[Start of Attachment]
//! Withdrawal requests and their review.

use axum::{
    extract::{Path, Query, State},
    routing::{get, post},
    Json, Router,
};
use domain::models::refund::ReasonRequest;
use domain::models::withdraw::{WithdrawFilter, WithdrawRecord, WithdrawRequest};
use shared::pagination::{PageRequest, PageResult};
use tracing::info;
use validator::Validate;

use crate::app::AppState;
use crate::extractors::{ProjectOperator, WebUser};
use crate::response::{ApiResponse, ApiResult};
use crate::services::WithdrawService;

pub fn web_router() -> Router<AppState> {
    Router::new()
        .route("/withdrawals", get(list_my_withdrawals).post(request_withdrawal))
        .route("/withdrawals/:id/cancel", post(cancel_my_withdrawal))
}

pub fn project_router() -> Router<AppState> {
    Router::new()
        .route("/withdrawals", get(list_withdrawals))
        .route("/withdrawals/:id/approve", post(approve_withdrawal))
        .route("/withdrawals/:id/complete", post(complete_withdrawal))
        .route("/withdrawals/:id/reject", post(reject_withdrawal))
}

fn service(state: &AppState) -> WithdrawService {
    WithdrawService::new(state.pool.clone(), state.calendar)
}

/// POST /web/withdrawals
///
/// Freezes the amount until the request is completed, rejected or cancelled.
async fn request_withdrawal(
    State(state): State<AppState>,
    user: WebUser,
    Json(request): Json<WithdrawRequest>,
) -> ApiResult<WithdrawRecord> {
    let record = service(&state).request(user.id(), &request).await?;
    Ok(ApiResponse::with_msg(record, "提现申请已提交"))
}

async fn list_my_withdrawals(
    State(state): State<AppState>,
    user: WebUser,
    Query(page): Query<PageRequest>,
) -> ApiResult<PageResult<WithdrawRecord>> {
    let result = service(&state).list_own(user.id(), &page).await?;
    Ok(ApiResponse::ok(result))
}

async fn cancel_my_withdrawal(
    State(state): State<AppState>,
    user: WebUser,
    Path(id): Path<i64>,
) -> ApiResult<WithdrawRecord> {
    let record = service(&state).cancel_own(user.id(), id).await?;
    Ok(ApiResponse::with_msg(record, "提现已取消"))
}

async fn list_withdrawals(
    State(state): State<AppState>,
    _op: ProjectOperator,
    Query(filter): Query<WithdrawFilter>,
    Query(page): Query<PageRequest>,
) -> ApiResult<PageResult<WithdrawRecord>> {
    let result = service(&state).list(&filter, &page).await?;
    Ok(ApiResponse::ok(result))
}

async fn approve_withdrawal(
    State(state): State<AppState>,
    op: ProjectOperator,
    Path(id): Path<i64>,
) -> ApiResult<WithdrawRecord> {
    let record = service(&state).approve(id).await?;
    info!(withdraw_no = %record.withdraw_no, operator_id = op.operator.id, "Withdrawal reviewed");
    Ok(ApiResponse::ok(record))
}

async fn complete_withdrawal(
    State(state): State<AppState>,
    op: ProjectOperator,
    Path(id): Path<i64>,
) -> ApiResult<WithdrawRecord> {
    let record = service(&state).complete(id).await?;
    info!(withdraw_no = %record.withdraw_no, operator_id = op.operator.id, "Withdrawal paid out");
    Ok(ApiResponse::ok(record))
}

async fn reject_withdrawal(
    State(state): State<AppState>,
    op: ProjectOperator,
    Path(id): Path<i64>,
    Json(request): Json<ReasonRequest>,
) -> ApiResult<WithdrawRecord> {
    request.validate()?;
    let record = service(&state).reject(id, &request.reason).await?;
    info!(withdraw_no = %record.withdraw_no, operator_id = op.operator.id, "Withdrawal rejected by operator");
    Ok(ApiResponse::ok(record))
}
[End of Attachment]
EXERCISE GOAL | Every line in the data above that includes the word "WithdrawRequest" should be copied.

YOUR SOLUTION |
use domain::models::withdraw::{WithdrawFilter, WithdrawRecord, WithdrawRequest};
    Json(request): Json<WithdrawRequest>,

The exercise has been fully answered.